OBJECTIVE: To evaluate whether low-shot deep learning methods are beneficial when using small training data sets for automated retinal diagnostics.

DESIGN, SETTING, AND PARTICIPANTS: This cross-sectional study, conducted from July 1, 2019, to June 21, 2020, compared different diabetic retinopathy classification algorithms, traditional and low-shot, for 2-class designations (diabetic retinopathy warranting referral vs not warranting referral). The public domain EyePACS data set was used, which originally included 88 692 fundi from 44 346 individuals. Statistical analysis was performed from February 1 to June 21, 2020.
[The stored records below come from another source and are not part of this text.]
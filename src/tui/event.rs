use std::io;
use std::time::Duration;

use crossterm::event::{self, Event, KeyCode, KeyEventKind, KeyModifiers};

/// TUI-specific input events
#[derive(Debug, Clone, PartialEq, Eq)]
pub enum TuiEvent {
    Quit,
    InputChar(char),
    Backspace,
    Submit,
    CursorLeft,
    CursorRight,
    CursorUp,
    CursorDown,
    Resize,
}

/// Poll for an event with timeout
pub fn poll_event_timeout(timeout: Duration) -> io::Result<Option<TuiEvent>> {
    if !event::poll(timeout)? {
        return Ok(None);
    }
    let event = match event::read()? {
        Event::Key(key_event) => {
            // Only presses; release/repeat reports arrive with keyboard enhancement
            if key_event.kind != KeyEventKind::Press {
                return Ok(None);
            }
            log::debug!(
                "Key event: {:?} with modifiers {:?}",
                key_event.code,
                key_event.modifiers
            );
            match (key_event.modifiers, key_event.code) {
                (KeyModifiers::CONTROL, KeyCode::Char('c')) => Some(TuiEvent::Quit),
                (_, KeyCode::Char('q')) | (_, KeyCode::Esc) => Some(TuiEvent::Quit),
                (_, KeyCode::Char(c)) => Some(TuiEvent::InputChar(c)),
                (_, KeyCode::Backspace) => Some(TuiEvent::Backspace),
                (_, KeyCode::Enter) => Some(TuiEvent::Submit),
                (_, KeyCode::Left) => Some(TuiEvent::CursorLeft),
                (_, KeyCode::Right) => Some(TuiEvent::CursorRight),
                (_, KeyCode::Up) => Some(TuiEvent::CursorUp),
                (_, KeyCode::Down) => Some(TuiEvent::CursorDown),
                _ => None,
            }
        }
        Event::Resize(_, _) => Some(TuiEvent::Resize),
        _ => None,
    };
    Ok(event)
}

/// Poll for an event without blocking (returns immediately)
pub fn poll_event_immediate() -> io::Result<Option<TuiEvent>> {
    poll_event_timeout(Duration::ZERO)
}
use clap::{Parser, Subcommand};
use navstack::core::config::{self, CliOverrides, ResolvedConfig};
use navstack::core::scenario::{self, ErrorPolicy, OutputFormat};
use simplelog::{ConfigBuilder, WriteLogger};
use std::fs::File;
use std::path::{Path, PathBuf};
use std::process::ExitCode;

#[derive(Parser)]
#[command(name = "navstack", about = "Immutable navigation state, interactively or scripted")]
struct Args {
    /// Config file (defaults to ~/.navstack/config.toml)
    #[arg(short, long, global = true)]
    config: Option<PathBuf>,

    #[command(subcommand)]
    command: Option<Command>,
}

#[derive(Subcommand)]
enum Command {
    /// Explore a navigation stack in the terminal (default)
    Play,
    /// Replay a JSON scenario and print what each action did
    Replay {
        /// Scenario file
        file: PathBuf,
        /// What to do when an action is rejected
        #[arg(long, value_enum)]
        on_error: Option<ErrorPolicy>,
        /// Report format
        #[arg(short, long, value_enum)]
        output: Option<OutputFormat>,
    },
}

fn main() -> ExitCode {
    let args = Args::parse();
    dotenv::dotenv().ok();

    let (file_config, source) = match config::load_config(args.config.as_deref()) {
        Ok(loaded) => loaded,
        Err(e) => {
            eprintln!("navstack: {e}");
            return ExitCode::FAILURE;
        }
    };

    // Initialize file logger - the playground owns the terminal, so nothing goes to stderr
    let (log_level, log_path) = config::log_settings(&file_config);
    let log_config = ConfigBuilder::new()
        .set_time_format_rfc3339()
        .build();

    if let Ok(log_file) = File::create(&log_path) {
        let _ = WriteLogger::init(log_level, log_config, log_file);
    }

    source.log();
    log::debug!("Config: {:?}", file_config);

    let cli = match &args.command {
        Some(Command::Replay {
            on_error, output, ..
        }) => CliOverrides {
            on_error: *on_error,
            output: *output,
        },
        _ => CliOverrides::default(),
    };
    let resolved = config::resolve(&file_config, cli);

    match args.command.unwrap_or(Command::Play) {
        Command::Play => {
            log::info!(
                "navstack playground starting with {} routes",
                resolved.initial_state.len()
            );
            if let Err(e) = navstack::tui::run(resolved) {
                eprintln!("navstack: terminal error: {e}");
                return ExitCode::FAILURE;
            }
            ExitCode::SUCCESS
        }
        Command::Replay { file, .. } => run_replay(&file, &resolved),
    }
}

/// Prints the report; fails when the scenario can't be loaded or the run halted.
fn run_replay(file: &Path, resolved: &ResolvedConfig) -> ExitCode {
    let report = match scenario::replay_file(file, resolved.on_error) {
        Ok(report) => report,
        Err(e) => {
            log::warn!("Failed to load scenario {}: {}", file.display(), e);
            eprintln!("navstack: {e}");
            return ExitCode::FAILURE;
        }
    };

    println!("{}", report.render(resolved.output));
    log::info!(
        "Replay finished: {} applied, {} rejected",
        report.applied(),
        report.rejected()
    );
    if report.completed() {
        ExitCode::SUCCESS
    } else {
        ExitCode::FAILURE
    }
}
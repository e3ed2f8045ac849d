//! # Routes
//!
//! A route is one navigable screen, identified by an opaque key.
//! Anything else a framework wants to carry along (ids, titles, tab names)
//! rides in `params` and is flattened on the wire:
//!
//! ```text
//! {"key": "profile", "user_id": 42}
//!   → Route { key: "profile", params: {"user_id": 42} }
//! ```

use serde::{Deserialize, Serialize};
use serde_json::{Map, Value};

/// Anything that can live in a navigation stack.
///
/// State operations only ever look at the key, so frameworks with their own
/// route types can implement this instead of converting to [`Route`].
pub trait Keyed {
    fn key(&self) -> &str;
}

#[derive(Debug, Clone, PartialEq, Serialize, Deserialize)]
pub struct Route {
    pub key: String,
    #[serde(flatten, default)]
    pub params: Map<String, Value>,
}

impl Route {
    pub fn new(key: impl Into<String>) -> Self {
        Self {
            key: key.into(),
            params: Map::new(),
        }
    }

    /// Builder-style param setter.
    pub fn with_param(mut self, name: impl Into<String>, value: impl Into<Value>) -> Self {
        self.params.insert(name.into(), value.into());
        self
    }

    /// Creates a route with a fresh key like `screen-1a2b3c4d`.
    pub fn generate(prefix: &str) -> Self {
        let id = uuid::Uuid::new_v4().simple().to_string();
        Self::new(format!("{}-{}", prefix, &id[..8]))
    }
}

impl Keyed for Route {
    fn key(&self) -> &str {
        &self.key
    }
}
MAIN OUTCOMES AND MEASURES: The performance (95% CIs) of the various AI algorithms was measured via receiver operating curves and their area under the curve (AUC), precision recall curves, accuracy, and F1 score, evaluated for different training data sizes, ranging from 5120 to 10 samples per class.

RESULTS: Deep learning algorithms, when trained with sufficiently large data sets (5120 samples per class), yielded comparable performance, with an AUC of 0.8330 (95% CI, 0.8140-0.8520) for a traditional approach (eg, fined-tuned ResNet), compared with low-shot methods (AUC, 0.8348 [95% CI, 0.8159-0.8537]) (using self-supervised Deep InfoMax [our method denoted as DIM]). However, when far fewer training images were available (n = 160), the traditional deep learning approach had an AUC decreasing to 0.6585 (95% CI, 0.6332-0.6838) and was outperformed by a low-shot method using self-supervision with an AUC of 0.7467 (95% CI, 0.7239-0.7695). At very low shots (n = 10), the traditional approach had performance close to chance, with an AUC of 0.5178 (95% CI, 0.4909-0.5447) compared with the best low-shot method (AUC, 0.5778 [95% CI, 0.5512-0.6044]).

CONCLUSIONS AND RELEVANCE: These findings suggest the potential benefits of using low-shot methods for AI retinal diagnostics when a limited number of annotated training retinal images are available (eg, with rare ophthalmic diseases or when addressing potential AI bias).